These days, buyers in the market for a new sports cruiser have a plethora of choices. Often the difference between models is only minor and, at times, subtle. Every now and then, though, a new boat comes along that stands out from the pack, offering that little bit extra or boasting something that sets it apart. Sometimes it might be a single detail, but occasionally a combination of innovation and design comes together to produce something really special – the X-Factor.
We recently had a close look at the new Chaparral 327 SSX and took it for a run on Melbourne’s Port Phillip Bay. To say we were impressed would be an understatement. It wasn’t just its styling, although it looks really sporty, or its performance, which we found invigorating, or the social layout, which we thought sensational; it’s all that and more.
This is a unique boat that is not easy to define. It’s primarily a day boat, a bowrider with a layout suited to socialising with family and friends, but it’s also a performance sports boat that can get up and boogie, with a top speed well over 50kt (93km/h) and, as if that wasn’t enough, it’s also an overnighter, featuring a unique full-beam cabin, with a separate bathroom.
At the Miami International Boat Show last year, it was awarded the NMMA (National Marine Manufacturers Association) Innovation Award in the highly-competitive, 25' to 60' Cruiser category, including sports and fishing boats.
Chaparral has been building boats in the US in Nashville, Georgia, since 1965. It currently builds 29 different models, ranging from 18 to 42 feet.
“Innovation and new product development is one of the four cornerstones of Chaparral,” said company president Jim Lane. “We rate the 327 SSX among the most exciting boats we’ve ever developed.
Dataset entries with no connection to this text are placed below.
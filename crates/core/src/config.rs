//! Configuration for the sealing engine: device selection defaults, bank
//! preference, and the RNG-crediting flag file location.

use serde::{Deserialize, Serialize};
use std::path::Path;

/// The environment variable that overrides the default device spec.
///
/// Unset means "use the built-in default". Set to the empty string means
/// "defer to the transport's own discovery" (spec.md §6).
pub const DEVICE_ENV_VAR: &str = "SYSTEMD_TPM2_DEVICE";

/// Non-interactive PIN supply. Must be unset and erased by the caller
/// after reading; the engine only reads it, it never clears the
/// process environment itself (that is a caller responsibility since
/// `std::env::remove_var` affects the whole process).
pub const PIN_ENV_VAR: &str = "PIN";

/// Default device spec used when neither config nor environment provides
/// one.
pub const DEFAULT_DEVICE_SPEC: &str = "device:/dev/tpmrm0";

/// Default path for the "have we credited TPM RNG output this boot"
/// flag file.
pub const DEFAULT_RNG_FLAG_PATH: &str = "/run/tpmseal/tpm-rng-credited";

#[derive(Debug, Clone, Serialize, Deserialize)]
pub struct Config {
    /// Device spec to open when the caller doesn't supply one explicitly.
    #[serde(default)]
    pub device_spec: Option<String>,
    /// Preferred PCR bank when more than one bank qualifies
    /// (see the bank quality heuristic in the PCR algebra component).
    #[serde(default = "Config::default_preferred_bank")]
    pub preferred_bank: String,
    /// Flag file tracking at-most-once TPM RNG crediting.
    #[serde(default = "Config::default_rng_flag_path")]
    pub rng_flag_path: String,
}

impl Config {
    fn default_preferred_bank() -> String {
        "sha256".to_string()
    }

    fn default_rng_flag_path() -> String {
        DEFAULT_RNG_FLAG_PATH.to_string()
    }

    /// Resolve the device spec to open: environment override first (the
    /// empty string means "defer to transport discovery", which is
    /// represented here as `None`), then the explicit config value, then
    /// the hard-coded default.
    pub fn resolve_device_spec(&self) -> Option<String> {
        if let Ok(env_value) = std::env::var(DEVICE_ENV_VAR) {
            return if env_value.is_empty() {
                None
            } else {
                Some(env_value)
            };
        }
        self.device_spec
            .clone()
            .or_else(|| Some(DEFAULT_DEVICE_SPEC.to_string()))
    }

    /// Load from a TOML file, applying environment overrides afterwards.
    #[cfg(feature = "toml-config")]
    pub fn from_file<P: AsRef<Path>>(path: P) -> crate::Result<Self> {
        let content = std::fs::read_to_string(path)?;
        let config: Config =
            toml::from_str(&content).map_err(|e| crate::Error::BadArgument(e.to_string()))?;
        Ok(config)
    }

    /// Load from `path` if it exists, otherwise fall back to built-in
    /// defaults. Never fails: a malformed config file is logged and
    /// ignored in favour of defaults, since a seal/unseal operation should
    /// not become impossible just because of a broken config file.
    pub fn load_with_defaults<P: AsRef<Path>>(path: Option<P>) -> Self {
        #[cfg(feature = "toml-config")]
        if let Some(p) = &path {
            if p.as_ref().exists() {
                match Self::from_file(p) {
                    Ok(config) => return config,
                    Err(e) => tracing::warn!(error = %e, "ignoring malformed config file"),
                }
            }
        }
        #[cfg(not(feature = "toml-config"))]
        let _ = &path;

        Self::default()
    }
}

impl Default for Config {
    fn default() -> Self {
        Self {
            device_spec: None,
            preferred_bank: Self::default_preferred_bank(),
            rng_flag_path: Self::default_rng_flag_path(),
        }
    }
}

#[cfg(test)]
mod tests {
    use super::*;
    use std::sync::Mutex;

    static ENV_LOCK: Mutex<()> = Mutex::new(());

    #[test]
    fn default_device_spec_is_tpmrm0() {
        let _guard = ENV_LOCK.lock().unwrap();
        std::env::remove_var(DEVICE_ENV_VAR);
        let config = Config::default();
        assert_eq!(config.resolve_device_spec().as_deref(), Some(DEFAULT_DEVICE_SPEC));
    }

    #[test]
    fn empty_env_override_defers_to_transport_discovery() {
        let _guard = ENV_LOCK.lock().unwrap();
        std::env::set_var(DEVICE_ENV_VAR, "");
        let config = Config::default();
        assert_eq!(config.resolve_device_spec(), None);
        std::env::remove_var(DEVICE_ENV_VAR);
    }

    #[test]
    fn nonempty_env_override_wins_over_config_value() {
        let _guard = ENV_LOCK.lock().unwrap();
        std::env::set_var(DEVICE_ENV_VAR, "device:/dev/tpm0");
        let mut config = Config::default();
        config.device_spec = Some("device:/dev/tpmrm1".to_string());
        assert_eq!(
            config.resolve_device_spec().as_deref(),
            Some("device:/dev/tpm0")
        );
        std::env::remove_var(DEVICE_ENV_VAR);
    }
}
With its never-before-seen cabin design, the 327 SSX is equal parts bowrider, sport boat and cruiser.”
Chaparral has a patent pending for the cockpit-cabin layout of the 327 SSX; a unique design in which the cabin is cleverly accommodated forward, spanning the full beam of the boat.
At 9.91m long overall, this is a social boat with room for family and guests to spread out and find their own space. In the cockpit, L-shaped seating along the port side and the transom is complemented by a removable side-mount table that slots in easily when needed. To starboard, a wet bar incorporating a sink with a pull-out tap and an under-bench stainless steel fridge means that guests don’t need to go far for a refreshing drink or snack.
A standard hardtop over the cockpit provides welcome shade and protection from the elements and, for those who hail from the southern states, they might consider adding the optional Lexan rigid anti-clouding clears, that slide into sail tracks to fully enclose the cockpit. A large overhead pop-up hatch is located front and centre in the hardtop, so even with the clears fitted, there is still plenty of fresh air.
Sun worshippers enjoy plenty of choice on this boat. Access to the open bow section is via a gated passageway through the forward bulkhead. Here there’s seating for six adults, where they can relax, safely lounge or sit around in comfort, even while underway. As in the cockpit, there is provision for a removable table. Convenient cup holders are located in all the right places, with a remote stereo control and speakers either side. Cool drinks can also be at hand, with a self-draining ice chest built in under the forward seats.
Forward of the open bow there’s a remote spotlight, with the anchor winch and a chain locker housed neatly under a lift-up hatch. Remote anchor controls are located close by.
The bow isn’t the only place on board to relax and catch a few rays. On the transom, an aft-facing seat looks out over the swim platform. Built-in cup holders, remote stereo controls and another ice box built in to the swim platform mean that even out here you’re not exactly going native. Guests can enjoy the occasional cooling dip (there’s a handy swim ladder and hot and cold transom shower located close by), or watch the kids frolic in the water and, if it all gets a bit tiring, you can just flick a switch and the seat fold downs to form a large day bed or sun lounge.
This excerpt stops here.